Prior dis­ci­plinary his­tory of Brazel­ton also was con­sid­ered by the panel, the re­lease said.

His li­cense to prac­tice medicine in Colorado was stripped ef­fec­tive Dec. 20 and will re­main in ef­fect un­til fur­ther pro­ceed­ings for re­vo­ca­tion are re­solved, the agency said.

Chisty, a psy­chi­a­trist, had been sum­mar­ily sus­pended Nov. 18 for vi­o­la­tions of the Med­i­cal Prac­tice Act.

The ac­tion against Chisty cen­ters on find­ings that he was out of the coun­try for ex­tended pe­ri­ods be­tween Oct. 2, 2015, and Jan. 12, 2016, and that he used “tele­health tech­nolo­gies,” such as video­con­fer­enc­ing, the in­ter­net, store-and-for­ward imag­ing, streaming me­dia and ter­res­trial and wire­less com­mu­ni­ca­tions with­out giv­ing pa­tients “the op­por­tu­nity to con­sent to such treat­ment method,” the agency said.

An in­terim agree­ment to cease prac­tice signed Dec. 15 re­places the sum­mary sus­pen­sion of Chisty.

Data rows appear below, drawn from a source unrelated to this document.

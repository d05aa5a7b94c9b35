use clap::Parser;
use fanout_core::config::{DEFAULT_API_URL, DEFAULT_CSV_FILES, DEFAULT_QUERY};
use fanout_core::{Error, FetchConfig, Result};
use std::path::PathBuf;

#[derive(Parser, Debug)]
#[command(name = "fanout")]
#[command(about = "Load CSV files, an HTTP endpoint and a database concurrently", long_about = None)]
#[command(version)]
pub struct Cli {
    /// CSV file to load (repeat for several files)
    #[arg(long = "file", value_name = "PATH", default_values = DEFAULT_CSV_FILES)]
    pub files: Vec<PathBuf>,

    /// Endpoint returning a JSON array of records
    #[arg(long, default_value = DEFAULT_API_URL)]
    pub api_url: String,

    /// PostgreSQL connection string
    #[arg(long, env = "DATABASE_URL", hide_env_values = true)]
    pub database_url: Option<String>,

    /// Query run against the database
    #[arg(long, default_value = DEFAULT_QUERY)]
    pub query: String,

    /// Rows shown per CSV table
    #[arg(long, default_value_t = 5)]
    pub preview_rows: usize,
}

impl Cli {
    pub fn fetch_config(&self) -> Result<FetchConfig> {
        let database_url = self
            .database_url
            .clone()
            .ok_or_else(|| Error::Config("DATABASE_URL must be set".to_string()))?;

        Ok(FetchConfig::new(database_url)
            .with_files(self.files.iter().cloned())
            .with_api_url(self.api_url.clone())
            .with_query(self.query.clone()))
    }
}

#[cfg(test)]
mod tests {
    use super::*;

    #[test]
    fn test_defaults_match_builtin_sources() {
        let cli = Cli::try_parse_from(["fanout", "--database-url", "postgres://localhost/app"])
            .unwrap();
        let config = cli.fetch_config().unwrap();

        assert_eq!(config, FetchConfig::new("postgres://localhost/app"));
        assert_eq!(cli.preview_rows, 5);
    }

    #[test]
    fn test_repeated_file_flags() {
        let cli = Cli::try_parse_from([
            "fanout",
            "--database-url",
            "postgres://localhost/app",
            "--file",
            "a.csv",
            "--file",
            "b.csv",
            "--query",
            "SELECT id FROM orders",
        ])
        .unwrap();
        let config = cli.fetch_config().unwrap();

        assert_eq!(config.files, vec![PathBuf::from("a.csv"), PathBuf::from("b.csv")]);
        assert_eq!(config.query, "SELECT id FROM orders");
    }

    #[test]
    fn test_missing_database_url_is_a_config_error() {
        let mut cli = Cli::try_parse_from(["fanout", "--database-url", "unused"]).unwrap();
        cli.database_url = None;

        let err = cli.fetch_config().unwrap_err();
        assert!(matches!(err, Error::Config(_)));
    }
}
use crate::{Error, Result};
use csv::{ReaderBuilder, StringRecord, Trim};
use fanout_core::{Cell, ColumnType, Table};
use std::io::Read;
use std::path::Path;

/// Load a delimited file with a header row into a [`Table`].
pub async fn load_csv(path: impl AsRef<Path>) -> Result<Table> {
    let path = path.as_ref();
    tracing::info!("[CSV] Loading {}...", path.display());

    let bytes = tokio::fs::read(path).await.map_err(|source| Error::Io {
        path: path.to_path_buf(),
        source,
    })?;

    let table = parse_csv(path, bytes.as_slice())?;

    tracing::info!("[CSV] Loaded {} rows from {}", table.len(), path.display());

    Ok(table)
}

/// Parse CSV text. `path` is only used to label errors.
///
/// Every record must have as many fields as the header. Column types are
/// inferred from the non-empty fields of each column; empty fields become
/// [`Cell::Null`]. Text fields are kept verbatim; surrounding whitespace is
/// only ignored when a field is read as a number or bool.
pub fn parse_csv<R: Read>(path: &Path, reader: R) -> Result<Table> {
    let csv_err = |source| Error::Csv {
        path: path.to_path_buf(),
        source,
    };

    let mut reader = ReaderBuilder::new()
        .has_headers(true)
        .trim(Trim::None)
        .from_reader(reader);

    let headers = reader.headers().map_err(csv_err)?.clone();
    if headers.is_empty() {
        return Err(Error::MissingHeader(path.to_path_buf()));
    }

    let records = reader
        .records()
        .collect::<std::result::Result<Vec<StringRecord>, _>>()
        .map_err(csv_err)?;

    let column_types: Vec<ColumnType> = (0..headers.len())
        .map(|idx| infer_column_type(records.iter().map(|r| r.get(idx).unwrap_or(""))))
        .collect();

    let rows = records
        .iter()
        .map(|record| {
            record
                .iter()
                .zip(&column_types)
                .map(|(field, column_type)| parse_cell(field, *column_type))
                .collect()
        })
        .collect();

    Ok(Table::new(
        headers.iter().map(str::to_string).collect(),
        column_types,
        rows,
    ))
}

fn infer_column_type<'a>(values: impl Iterator<Item = &'a str>) -> ColumnType {
    let mut seen_value = false;
    let mut all_int = true;
    let mut all_float = true;
    let mut all_bool = true;

    for value in values.filter(|v| !v.is_empty()) {
        seen_value = true;
        let value = value.trim();
        all_int &= value.parse::<i64>().is_ok();
        all_float &= value.parse::<f64>().is_ok();
        all_bool &= parse_bool(value).is_some();

        if !(all_int || all_float || all_bool) {
            break;
        }
    }

    if !seen_value {
        ColumnType::Text
    } else if all_int {
        ColumnType::Int
    } else if all_float {
        ColumnType::Float
    } else if all_bool {
        ColumnType::Bool
    } else {
        ColumnType::Text
    }
}

fn parse_cell(field: &str, column_type: ColumnType) -> Cell {
    if field.is_empty() {
        return Cell::Null;
    }

    let value = field.trim();
    let parsed = match column_type {
        ColumnType::Int => value.parse::<i64>().ok().map(Cell::Int),
        ColumnType::Float => value.parse::<f64>().ok().map(Cell::Float),
        ColumnType::Bool => parse_bool(value).map(Cell::Bool),
        ColumnType::Text => None,
    };

    parsed.unwrap_or_else(|| Cell::Text(field.to_string()))
}

fn parse_bool(value: &str) -> Option<bool> {
    if value.eq_ignore_ascii_case("true") {
        Some(true)
    } else if value.eq_ignore_ascii_case("false") {
        Some(false)
    } else {
        None
    }
}
use anyhow::anyhow;
use std::path::PathBuf;
use std::sync::Arc;
use tracing::Instrument;

use fanout_core::{
    Aggregate, Error, FetchConfig, FetchTask, RecordSource, Result, ResultSet, RowSource,
    TabularResult, TaskGroup, TaskKind, DEFAULT_MAX_WORKERS,
};
use fanout_db::Database;
use fanout_http::ApiClient;
use fanout_tabular::load_csv;

/// Fans fetch tasks out over a bounded worker pool and collects the results
/// into one [`Aggregate`].
pub struct FetchAggregator {
    max_workers: usize,
}

impl FetchAggregator {
    pub fn new() -> Self {
        Self {
            max_workers: DEFAULT_MAX_WORKERS,
        }
    }

    pub fn max_workers(&self) -> usize {
        self.max_workers
    }

    /// Task descriptors in submission order: files, then the API, then the database
    pub fn plan(
        files: &[PathBuf],
        records: &dyn RecordSource,
        rows: &dyn RowSource,
    ) -> Vec<FetchTask> {
        files
            .iter()
            .map(|path| FetchTask::file_read(path.display().to_string()))
            .chain([
                FetchTask::http_fetch(records.describe()),
                FetchTask::db_query(rows.describe()),
            ])
            .collect()
    }

    /// Run every fetch and assemble the results.
    ///
    /// Fails with the first error observed; the remaining tasks are
    /// cancelled and no partial aggregate is produced.
    pub async fn aggregate(
        &self,
        files: &[PathBuf],
        records: Arc<dyn RecordSource>,
        rows: Arc<dyn RowSource>,
    ) -> Result<Aggregate> {
        let plan = Self::plan(files, records.as_ref(), rows.as_ref());
        tracing::info!(
            "Submitting {} tasks to a pool of {} workers",
            plan.len(),
            self.max_workers
        );

        let mut group = TaskGroup::new(self.max_workers);

        for (task, path) in plan.iter().zip(files) {
            let path = path.clone();
            group.spawn(
                async move {
                    let table = load_csv(&path).await?;
                    Ok::<ResultSet, Error>(ResultSet::Table(table))
                }
                .instrument(task_span(task)),
            );
        }

        let api_task = &plan[files.len()];
        let source = records.clone();
        group.spawn(
            async move {
                let fetched = source.fetch_records().await?;
                Ok::<ResultSet, Error>(ResultSet::Records(fetched))
            }
            .instrument(task_span(api_task)),
        );

        let db_task = &plan[files.len() + 1];
        let source = rows.clone();
        group.spawn(
            async move {
                let fetched = source.fetch_rows().await?;
                Ok::<ResultSet, Error>(ResultSet::Rows(fetched))
            }
            .instrument(task_span(db_task)),
        );

        let results = group.join_all().await?;
        let aggregate = assemble(files, results)?;

        tracing::info!(
            tables = aggregate.tabular_results().len(),
            api_records = aggregate.api_result().len(),
            db_rows = aggregate.db_result().len(),
            "All data loaded"
        );

        Ok(aggregate)
    }
}

impl Default for FetchAggregator {
    fn default() -> Self {
        Self::new()
    }
}

/// Aggregate the sources named by `config` using the HTTP and PostgreSQL
/// clients.
pub async fn run(config: &FetchConfig) -> Result<Aggregate> {
    tracing::debug!("Running aggregation with {:?}", config);

    let records: Arc<dyn RecordSource> = Arc::new(ApiClient::new(config.api_url.clone()));
    let rows: Arc<dyn RowSource> = Arc::new(Database::new(
        config.database_url.clone(),
        config.query.clone(),
    ));

    FetchAggregator::new()
        .aggregate(&config.files, records, rows)
        .await
}

fn task_span(task: &FetchTask) -> tracing::Span {
    tracing::info_span!("fetch", kind = %task.kind, source = %task.source)
}

// Results arrive in submission order, so each slot's kind is known up front.
fn assemble(files: &[PathBuf], results: Vec<ResultSet>) -> Result<Aggregate> {
    let mut results = results.into_iter();

    let tabular_results = files
        .iter()
        .map(|path| {
            let table = results
                .next()
                .and_then(ResultSet::into_table)
                .ok_or_else(|| slot_mismatch(TaskKind::FileRead))?;
            Ok(TabularResult {
                path: path.clone(),
                table,
            })
        })
        .collect::<Result<Vec<_>>>()?;

    let api_result = results
        .next()
        .and_then(ResultSet::into_records)
        .ok_or_else(|| slot_mismatch(TaskKind::HttpFetch))?;

    let db_result = results
        .next()
        .and_then(ResultSet::into_rows)
        .ok_or_else(|| slot_mismatch(TaskKind::DbQuery))?;

    Ok(Aggregate::new(tabular_results, api_result, db_result))
}

fn slot_mismatch(expected: TaskKind) -> Error {
    Error::Other(anyhow!("missing or mismatched {} result", expected))
}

Clark’s cease-prac­tice agree­ment stemmed from ques­tion­able pre­scrip­tions of psy­chi­atric med­i­ca­tions to four pa­tients, the agency said.

“Dosages … de­vi­ated from gen­er­ally ac­cepted stan­dards of med­i­cal prac­tice for a psy­chi­a­trist, based on the risk of med­i­ca­tion in­ter­ac­tions and side ef­fects,” ac­cord­ing to the re­lease.

The in­terim agree­ments with Chisty and Clark will stay in ef­fect as long as they re­main in com­pli­ance and as long as no new in­for­ma­tion in­di­cates a sum­mary sus­pen­sion is war­ranted, the re­lease said.